Un soir d'octobre, pluvieux et froid... J'erre dans les rues sombres d'une ville dont j'ai oublié jusqu'au nom et je me guide au son de ces quelques notes lointaines qu'égrène un piano solitaire. Mes pas me mènent vers une étroite ruelle et je trouve enfin l'objet de ma quête. Je rentre dans ce pub où quelques clients écoutent, dans un silence presque mystique, ce pianiste dont les doigts semblent courir d'eux-mêmes sur le clavier depuis une dizaine de minutes.
Le temps de m'asseoir, commander un "whisky sans glace, merci" et j'ai juste le temps de distinguer ce batteur discret, dont je n'avais guère entendu les cymbales à peine sussurées, qu'un saxophoniste se joint à la soirée. Alex Maguire, pianiste touche-à-tout, et Robin Verheyen, saxophoniste, sont alors rejoints par quatre musiciens d'une formation que je ne présente plus aux amateurs de jazz : The Wrong Object.

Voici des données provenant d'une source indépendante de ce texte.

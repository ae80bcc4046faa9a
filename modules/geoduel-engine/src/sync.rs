//! Best-effort remote score sync.

use std::sync::Arc;

use async_trait::async_trait;
use geoduel_common::ModeScores;
use score_sync_client::{ScoreSyncClient, SyncError};
use tokio::task::JoinHandle;

#[async_trait]
pub trait ScoreReporter: Send + Sync + 'static {
    /// Send the three mode high scores. Returns the endpoint's message.
    async fn report(&self, scores: ModeScores) -> Result<String, SyncError>;
}

#[async_trait]
impl ScoreReporter for ScoreSyncClient {
    async fn report(&self, scores: ModeScores) -> Result<String, SyncError> {
        self.save_scores(scores.population, scores.area, scores.gdp)
            .await
    }
}

/// Fire and forget. The handle resolves to the server message on success and
/// `None` on failure; failures are only logged, never retried.
pub fn report_in_background<R: ScoreReporter>(
    reporter: Arc<R>,
    scores: ModeScores,
) -> JoinHandle<Option<String>> {
    tokio::spawn(async move {
        match reporter.report(scores).await {
            Ok(message) => Some(message),
            Err(e) => {
                tracing::warn!(error = %e, "Score sync failed");
                None
            }
        }
    })
}

#[cfg(test)]
mod tests {
    use std::sync::Mutex;

    use super::*;

    #[derive(Default)]
    struct FakeReporter {
        fail: bool,
        seen: Mutex<Vec<ModeScores>>,
    }

    #[async_trait]
    impl ScoreReporter for FakeReporter {
        async fn report(&self, scores: ModeScores) -> Result<String, SyncError> {
            self.seen.lock().unwrap().push(scores);
            if self.fail {
                Err(SyncError::Network("connection refused".into()))
            } else {
                Ok("Scores saved".into())
            }
        }
    }

    #[tokio::test]
    async fn success_returns_message() {
        let reporter = Arc::new(FakeReporter::default());
        let scores = ModeScores { population: 4, area: 1, gdp: 0 };

        let message = report_in_background(Arc::clone(&reporter), scores).await.unwrap();
        assert_eq!(message.as_deref(), Some("Scores saved"));
        assert_eq!(*reporter.seen.lock().unwrap(), vec![scores]);
    }

    #[tokio::test]
    async fn failure_is_swallowed() {
        let reporter = Arc::new(FakeReporter {
            fail: true,
            ..FakeReporter::default()
        });
        let message = report_in_background(Arc::clone(&reporter), ModeScores::default())
            .await
            .unwrap();
        assert_eq!(message, None);
        assert_eq!(reporter.seen.lock().unwrap().len(), 1);
    }
}
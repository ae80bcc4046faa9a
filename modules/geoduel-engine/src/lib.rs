//! Country comparison game engine.
//!
//! Provides the session state machine and the controller that paces it:
//! guess → reveal → advance or game over, with every delay routed through a
//! `Scheduler` so tests can run the whole loop without waiting.
//!
//! Collaborators sit behind traits: `CountrySource` (data), `KeyValueStore`
//! (high scores), `EventSink` (presentation), `ScoreReporter` (remote sync).

pub mod error;
pub mod events;
pub mod game;
pub mod provider;
pub mod scheduler;
pub mod session;
pub mod shuffle;
pub mod store;
pub mod sync;

pub use error::{DataError, PersistenceError};
pub use events::{EventSink, GameEvent, RecordingSink};
pub use game::{Game, GameSettings};
pub use provider::{CountrySource, DataProvider, GdpEstimator, PerCapita, StaticSource};
pub use scheduler::{Continuation, ImmediateScheduler, Scheduler, TimerScheduler};
pub use session::{Phase, Roster, ScoreUpdate, Session};
pub use shuffle::Shuffler;
pub use store::{FileStore, KeyValueStore, MemoryStore, ScoreStore};
pub use sync::{report_in_background, ScoreReporter};
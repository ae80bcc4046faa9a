//! High score persistence.
//!
//! `KeyValueStore` is the flat string store the game persists into (browser
//! local storage on the web, a JSON file in the terminal). `ScoreStore` layers the
//! per-mode keys on top and swallows every failure with a logged default.

use std::collections::{BTreeMap, HashMap};
use std::path::{Path, PathBuf};

use geoduel_common::config::DEFAULT_SCORE_KEY_PREFIX;
use geoduel_common::{GameMode, ModeScores};
use tracing::warn;

use crate::error::PersistenceError;

pub trait KeyValueStore: Send + Sync {
    fn get(&self, key: &str) -> Result<Option<String>, PersistenceError>;

    fn set(&mut self, key: &str, value: &str) -> Result<(), PersistenceError>;
}

// ---------------------------------------------------------------------------
// MemoryStore (tests)
// ---------------------------------------------------------------------------

#[derive(Debug, Default, Clone)]
pub struct MemoryStore {
    entries: HashMap<String, String>,
}

impl MemoryStore {
    pub fn new() -> Self {
        Self::default()
    }

    pub fn with_entry(mut self, key: &str, value: &str) -> Self {
        self.entries.insert(key.to_string(), value.to_string());
        self
    }

    pub fn raw(&self, key: &str) -> Option<&str> {
        self.entries.get(key).map(String::as_str)
    }
}

impl KeyValueStore for MemoryStore {
    fn get(&self, key: &str) -> Result<Option<String>, PersistenceError> {
        Ok(self.entries.get(key).cloned())
    }

    fn set(&mut self, key: &str, value: &str) -> Result<(), PersistenceError> {
        self.entries.insert(key.to_string(), value.to_string());
        Ok(())
    }
}

// ---------------------------------------------------------------------------
// FileStore (terminal stand-in for local storage)
// ---------------------------------------------------------------------------

/// One JSON object on disk. Re-read on every access so concurrent edits by
/// hand are picked up; last write wins.
#[derive(Debug, Clone)]
pub struct FileStore {
    path: PathBuf,
}

impl FileStore {
    pub fn new(path: impl Into<PathBuf>) -> Self {
        Self { path: path.into() }
    }

    pub fn path(&self) -> &Path {
        &self.path
    }

    fn read_all(&self) -> Result<BTreeMap<String, String>, PersistenceError> {
        let content = match std::fs::read_to_string(&self.path) {
            Ok(content) => content,
            Err(e) if e.kind() == std::io::ErrorKind::NotFound => return Ok(BTreeMap::new()),
            Err(e) => return Err(PersistenceError::Read(format!("{}: {e}", self.path.display()))),
        };
        if content.trim().is_empty() {
            return Ok(BTreeMap::new());
        }
        serde_json::from_str(&content)
            .map_err(|e| PersistenceError::Read(format!("{}: {e}", self.path.display())))
    }
}

impl KeyValueStore for FileStore {
    fn get(&self, key: &str) -> Result<Option<String>, PersistenceError> {
        Ok(self.read_all()?.remove(key))
    }

    fn set(&mut self, key: &str, value: &str) -> Result<(), PersistenceError> {
        // An unreadable file is replaced rather than blocking every future write.
        let mut entries = self.read_all().unwrap_or_else(|e| {
            warn!(error = %e, "Score file unreadable, starting fresh");
            BTreeMap::new()
        });
        entries.insert(key.to_string(), value.to_string());

        let json = serde_json::to_string_pretty(&entries)
            .map_err(|e| PersistenceError::Write(e.to_string()))?;
        if let Some(parent) = self.path.parent().filter(|p| !p.as_os_str().is_empty()) {
            std::fs::create_dir_all(parent)
                .map_err(|e| PersistenceError::Write(format!("{}: {e}", parent.display())))?;
        }
        std::fs::write(&self.path, json)
            .map_err(|e| PersistenceError::Write(format!("{}: {e}", self.path.display())))
    }
}

// ---------------------------------------------------------------------------
// ScoreStore
// ---------------------------------------------------------------------------

/// Per-mode high scores under `prefix + mode.key()`.
pub struct ScoreStore<K: KeyValueStore> {
    store: K,
    prefix: String,
}

impl<K: KeyValueStore> ScoreStore<K> {
    pub fn new(store: K) -> Self {
        Self::with_prefix(store, DEFAULT_SCORE_KEY_PREFIX)
    }

    pub fn with_prefix(store: K, prefix: &str) -> Self {
        Self {
            store,
            prefix: prefix.to_string(),
        }
    }

    pub fn key(&self, mode: GameMode) -> String {
        format!("{}{}", self.prefix, mode.key())
    }

    /// Stored high score, 0 when absent, unparsable, or unreadable.
    pub fn get(&self, mode: GameMode) -> u32 {
        let key = self.key(mode);
        match self.store.get(&key) {
            Ok(Some(raw)) => raw.trim().parse().unwrap_or_else(|_| {
                warn!(key = key.as_str(), raw = raw.as_str(), "Unparsable high score, using 0");
                0
            }),
            Ok(None) => 0,
            Err(e) => {
                warn!(key = key.as_str(), error = %e, "High score read failed, using 0");
                0
            }
        }
    }

    /// Persist unconditionally. Failures are logged and dropped.
    pub fn set(&mut self, mode: GameMode, value: u32) {
        let key = self.key(mode);
        if let Err(e) = self.store.set(&key, &value.to_string()) {
            warn!(key = key.as_str(), value, error = %e, "High score write failed");
        }
    }

    pub fn all(&self) -> ModeScores {
        let mut scores = ModeScores::default();
        for mode in GameMode::ALL {
            scores.set(mode, self.get(mode));
        }
        scores
    }

    pub fn store(&self) -> &K {
        &self.store
    }
}
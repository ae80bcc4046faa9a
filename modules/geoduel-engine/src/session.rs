//! The game session state machine.
//!
//! Pure state transitions, no I/O. Timing and persistence live in
//! [`crate::game::Game`], which drives a `Session` through its phases:
//!
//! ```text
//! Loading → Ready → (Evaluating → Ready)* → GameOver
//! ```

use geoduel_common::{Country, GameMode, TiePolicy};
use serde::Serialize;

use crate::error::DataError;
use crate::shuffle::Shuffler;

/// A country list with at least two entries.
#[derive(Debug, Clone)]
pub struct Roster(Vec<Country>);

impl Roster {
    pub const MIN_LEN: usize = 2;

    pub fn new(countries: Vec<Country>) -> Result<Self, DataError> {
        if countries.len() < Self::MIN_LEN {
            return Err(DataError::InsufficientData {
                found: countries.len(),
            });
        }
        Ok(Self(countries))
    }

    pub fn len(&self) -> usize {
        self.0.len()
    }

    pub fn is_empty(&self) -> bool {
        self.0.is_empty()
    }

    pub fn as_slice(&self) -> &[Country] {
        &self.0
    }

    /// Reordering only; the length cannot change through a slice.
    pub fn as_mut_slice(&mut self) -> &mut [Country] {
        &mut self.0
    }

    pub fn into_inner(self) -> Vec<Country> {
        self.0
    }
}

#[derive(Debug, Clone, Copy, PartialEq, Eq, Serialize)]
#[serde(rename_all = "snake_case")]
pub enum Phase {
    Loading,
    Ready,
    Evaluating,
    GameOver,
}

/// Result of a correct guess.
#[derive(Debug, Clone, Copy, PartialEq, Eq)]
pub struct ScoreUpdate {
    pub score: u32,
    pub high_score: u32,
    pub is_new_high: bool,
}

/// Correctness of a guess given the two revealed values.
pub fn is_correct(higher: bool, current: f64, next: f64, ties: TiePolicy) -> bool {
    if next == current {
        return ties == TiePolicy::Win;
    }
    (higher && next > current) || (!higher && next < current)
}

#[derive(Debug, Clone)]
pub struct Session {
    countries: Vec<Country>,
    current_index: usize,
    next_index: usize,
    score: u32,
    high_score: u32,
    mode: GameMode,
    is_animating: bool,
    is_game_over: bool,
    /// Set once this session has raised the mode's high score.
    raised_high_score: bool,
    /// Bumped on restart and mode change so work scheduled by an earlier
    /// session can be recognised and dropped.
    generation: u64,
}

impl Session {
    /// Begin a session over an already shuffled roster.
    pub fn start(roster: Roster, mode: GameMode, high_score: u32, generation: u64) -> Self {
        Self {
            countries: roster.into_inner(),
            current_index: 0,
            next_index: 1,
            score: 0,
            high_score,
            mode,
            is_animating: false,
            is_game_over: false,
            raised_high_score: false,
            generation,
        }
    }

    // --- Accessors ---

    pub fn countries(&self) -> &[Country] {
        &self.countries
    }

    pub fn current(&self) -> &Country {
        &self.countries[self.current_index]
    }

    pub fn next(&self) -> &Country {
        &self.countries[self.next_index]
    }

    pub fn current_index(&self) -> usize {
        self.current_index
    }

    pub fn next_index(&self) -> usize {
        self.next_index
    }

    pub fn score(&self) -> u32 {
        self.score
    }

    pub fn high_score(&self) -> u32 {
        self.high_score
    }

    pub fn mode(&self) -> GameMode {
        self.mode
    }

    pub fn is_animating(&self) -> bool {
        self.is_animating
    }

    pub fn is_game_over(&self) -> bool {
        self.is_game_over
    }

    pub fn raised_high_score(&self) -> bool {
        self.raised_high_score
    }

    pub fn generation(&self) -> u64 {
        self.generation
    }

    pub fn phase(&self) -> Phase {
        if self.is_game_over {
            Phase::GameOver
        } else if self.is_animating {
            Phase::Evaluating
        } else {
            Phase::Ready
        }
    }

    // --- Transitions ---

    /// Accept a guess and lock the session until the outcome is applied.
    /// Returns `None` (and changes nothing) while animating or after game over.
    pub fn guess(&mut self, higher: bool, ties: TiePolicy) -> Option<bool> {
        if self.is_animating || self.is_game_over {
            return None;
        }
        self.is_animating = true;

        let current = self.mode.value_of(self.current());
        let next = self.mode.value_of(self.next());
        Some(is_correct(higher, current, next, ties))
    }

    /// Count a correct guess, raising the high score if it was beaten.
    pub fn record_correct(&mut self) -> ScoreUpdate {
        self.score += 1;
        let is_new_high = self.score > self.high_score;
        if is_new_high {
            self.high_score = self.score;
            self.raised_high_score = true;
        }
        ScoreUpdate {
            score: self.score,
            high_score: self.high_score,
            is_new_high,
        }
    }

    /// Index of the country that follows `next`.
    ///
    /// Past the end of the list the whole roster is reshuffled. The indices
    /// follow the two countries on screen to their new slots, so the round in
    /// progress is undisturbed. The upcoming country is index 0, and the
    /// right-hand country is moved off index 0 if it landed there.
    pub fn upcoming_index(&mut self, shuffler: &mut Shuffler) -> usize {
        let upcoming = self.next_index + 1;
        if upcoming < self.countries.len() {
            return upcoming;
        }

        let mut tagged: Vec<(usize, Country)> =
            std::mem::take(&mut self.countries).into_iter().enumerate().collect();
        shuffler.shuffle(&mut tagged);

        let last = tagged.len() - 1;
        if tagged[0].0 == self.next_index {
            tagged.swap(0, last);
        }

        let (old_current, old_next) = (self.current_index, self.next_index);
        for (slot, (origin, _)) in tagged.iter().enumerate() {
            if *origin == old_current {
                self.current_index = slot;
            } else if *origin == old_next {
                self.next_index = slot;
            }
        }
        self.countries = tagged.into_iter().map(|(_, country)| country).collect();

        tracing::debug!(len = self.countries.len(), "Reached end of roster, reshuffled");
        0
    }

    /// Slide the window: next becomes current, `upcoming` becomes next.
    pub fn advance(&mut self, upcoming: usize) {
        debug_assert!(upcoming < self.countries.len());
        debug_assert_ne!(upcoming, self.next_index);
        self.current_index = self.next_index;
        self.next_index = upcoming;
        self.is_animating = false;
    }

    /// Enter the terminal state.
    pub fn finish(&mut self) {
        self.is_game_over = true;
        self.is_animating = false;
    }

    /// Fresh play-through with the same mode. Only valid from game over;
    /// returns `false` and changes nothing otherwise.
    pub fn restart(&mut self, shuffler: &mut Shuffler) -> bool {
        if !self.is_game_over {
            return false;
        }
        let high_score = self.high_score;
        self.reset(self.mode, high_score, shuffler);
        true
    }

    /// Fresh play-through under `mode` with that mode's stored high score.
    /// Legal from any phase.
    pub fn reset(&mut self, mode: GameMode, high_score: u32, shuffler: &mut Shuffler) {
        shuffler.shuffle(&mut self.countries);
        self.mode = mode;
        self.high_score = high_score;
        self.score = 0;
        self.current_index = 0;
        self.next_index = 1;
        self.is_game_over = false;
        self.is_animating = false;
        self.raised_high_score = false;
        self.generation += 1;
    }
}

Ce sextet nous convie dès le second morceau à une session jazz typique, avec ses chorus incessants et ses nombreux moments de tension (au sens harmonique du terme).
Le sextet s'adresse à des passionnés et n'échappera pas à la critique éventuelle (et pas forcément injustifiée) consistant à les cataloguer dans une musique élitiste, ou du moins adressée à un public bien ciblé. Faisons fi des critiques et allons plutôt dans le sens positif en assumant cette prise de position : oui, les thèmes mélodiques ne sont pas faciles à appréhender et de toutes façons, ils ne sont là que pour servir de support à des distorsions de tous ordres. Ecoutez le début de Saturn et vous constaterez que sur un quart d'heure, le thème mélodique n'est peut-être présent que deux minutes en tout, ne servant qu'à lancer la rythmique maintenue ensuite par Damien Polard et Laurent Delchambre pendant que Michel Delville part dans un délire tonitruant qui détonne clairement suite à l'ambiance pour le moins feutrée des deux morceaux précédents.
Car on touche là à un domaine du jazz où la priorité est bien donnée à l'expressivité de chaque musicien, expressivité qui se traduit par un enchaînement de "plans", comme les pros les appellent, dont le public ne sait pas clairement où se situe la frontière entre beauté et technicité.
Pendant une heure, les morceaux jazz vont se succéder dans une ambiance plus acoustique qu'électrique, se terminant sur une interprétation d'un classique, Seven For Lee, qui vient nous rappeler que Soft Machine reste le père spirituel et le compagnon de route des Wrong Objects.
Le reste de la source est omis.